▶ Task requirements
All of the records must come back exactly as they were given.

------ Provided material ------

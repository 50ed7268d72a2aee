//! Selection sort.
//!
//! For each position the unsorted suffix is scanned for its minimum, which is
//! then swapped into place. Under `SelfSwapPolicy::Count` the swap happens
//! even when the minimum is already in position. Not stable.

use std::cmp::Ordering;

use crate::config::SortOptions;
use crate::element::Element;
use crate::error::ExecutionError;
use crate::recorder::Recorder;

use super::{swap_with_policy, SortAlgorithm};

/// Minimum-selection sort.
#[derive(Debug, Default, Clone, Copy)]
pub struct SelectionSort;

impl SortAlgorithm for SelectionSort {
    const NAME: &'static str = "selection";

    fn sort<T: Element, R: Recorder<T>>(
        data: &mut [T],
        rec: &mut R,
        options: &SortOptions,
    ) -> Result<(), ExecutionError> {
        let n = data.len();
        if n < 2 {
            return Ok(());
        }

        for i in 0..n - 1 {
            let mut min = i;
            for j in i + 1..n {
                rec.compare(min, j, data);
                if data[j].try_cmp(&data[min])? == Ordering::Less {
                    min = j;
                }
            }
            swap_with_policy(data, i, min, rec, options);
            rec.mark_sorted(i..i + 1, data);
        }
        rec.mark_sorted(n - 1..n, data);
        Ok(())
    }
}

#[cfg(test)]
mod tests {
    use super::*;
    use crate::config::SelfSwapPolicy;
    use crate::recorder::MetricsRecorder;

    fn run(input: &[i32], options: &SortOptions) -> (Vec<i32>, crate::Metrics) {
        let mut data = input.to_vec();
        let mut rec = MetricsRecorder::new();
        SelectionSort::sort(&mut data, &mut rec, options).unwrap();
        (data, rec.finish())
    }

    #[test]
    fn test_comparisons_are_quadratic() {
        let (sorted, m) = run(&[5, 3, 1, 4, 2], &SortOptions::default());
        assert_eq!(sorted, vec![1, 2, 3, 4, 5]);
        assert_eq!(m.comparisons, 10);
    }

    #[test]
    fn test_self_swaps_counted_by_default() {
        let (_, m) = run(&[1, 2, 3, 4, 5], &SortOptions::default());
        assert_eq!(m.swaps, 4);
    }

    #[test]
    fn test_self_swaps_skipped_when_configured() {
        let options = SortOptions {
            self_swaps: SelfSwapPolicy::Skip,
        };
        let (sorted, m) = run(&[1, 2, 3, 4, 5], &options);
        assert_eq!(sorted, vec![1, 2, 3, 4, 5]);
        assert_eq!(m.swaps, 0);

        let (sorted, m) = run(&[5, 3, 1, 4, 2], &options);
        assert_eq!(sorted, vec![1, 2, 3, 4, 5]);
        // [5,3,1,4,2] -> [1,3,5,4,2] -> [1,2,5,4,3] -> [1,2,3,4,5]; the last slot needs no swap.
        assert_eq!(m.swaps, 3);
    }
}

------

▶ Answer to this exercise
repository 50ed7268d72a2aee
//! Selection sort.
//!
//! For each position the unsorted suffix is scanned for its minimum, which is
//! then swapped into place. Under `SelfSwapPolicy::Count` the swap happens
//! even when the minimum is already in position. Not stable.

use std::cmp::Ordering;

use crate::config::SortOptions;
use crate::element::Element;
use crate::error::ExecutionError;
use crate::recorder::Recorder;

use super::{swap_with_policy, SortAlgorithm};

/// Minimum-selection sort.
#[derive(Debug, Default, Clone, Copy)]
pub struct SelectionSort;

impl SortAlgorithm for SelectionSort {
    const NAME: &'static str = "selection";

    fn sort<T: Element, R: Recorder<T>>(
        data: &mut [T],
        rec: &mut R,
        options: &SortOptions,
    ) -> Result<(), ExecutionError> {
        let n = data.len();
        if n < 2 {
            return Ok(());
        }

        for i in 0..n - 1 {
            let mut min = i;
            for j in i + 1..n {
                rec.compare(min, j, data);
                if data[j].try_cmp(&data[min])? == Ordering::Less {
                    min = j;
                }
            }
            swap_with_policy(data, i, min, rec, options);
            rec.mark_sorted(i..i + 1, data);
        }
        rec.mark_sorted(n - 1..n, data);
        Ok(())
    }
}

#[cfg(test)]
mod tests {
    use super::*;
    use crate::config::SelfSwapPolicy;
    use crate::recorder::MetricsRecorder;

    fn run(input: &[i32], options: &SortOptions) -> (Vec<i32>, crate::Metrics) {
        let mut data = input.to_vec();
        let mut rec = MetricsRecorder::new();
        SelectionSort::sort(&mut data, &mut rec, options).unwrap();
        (data, rec.finish())
    }

    #[test]
    fn test_comparisons_are_quadratic() {
        let (sorted, m) = run(&[5, 3, 1, 4, 2], &SortOptions::default());
        assert_eq!(sorted, vec![1, 2, 3, 4, 5]);
        assert_eq!(m.comparisons, 10);
    }

    #[test]
    fn test_self_swaps_counted_by_default() {
        let (_, m) = run(&[1, 2, 3, 4, 5], &SortOptions::default());
        assert_eq!(m.swaps, 4);
    }

    #[test]
    fn test_self_swaps_skipped_when_configured() {
        let options = SortOptions {
            self_swaps: SelfSwapPolicy::Skip,
        };
        let (sorted, m) = run(&[1, 2, 3, 4, 5], &options);
        assert_eq!(sorted, vec![1, 2, 3, 4, 5]);
        assert_eq!(m.swaps, 0);

        let (sorted, m) = run(&[5, 3, 1, 4, 2], &options);
        assert_eq!(sorted, vec![1, 2, 3, 4, 5]);
        // [5,3,1,4,2] -> [1,3,5,4,2] -> [1,2,5,4,3] -> [1,2,3,4,5]; the last slot needs no swap.
        assert_eq!(m.swaps, 3);
    }
}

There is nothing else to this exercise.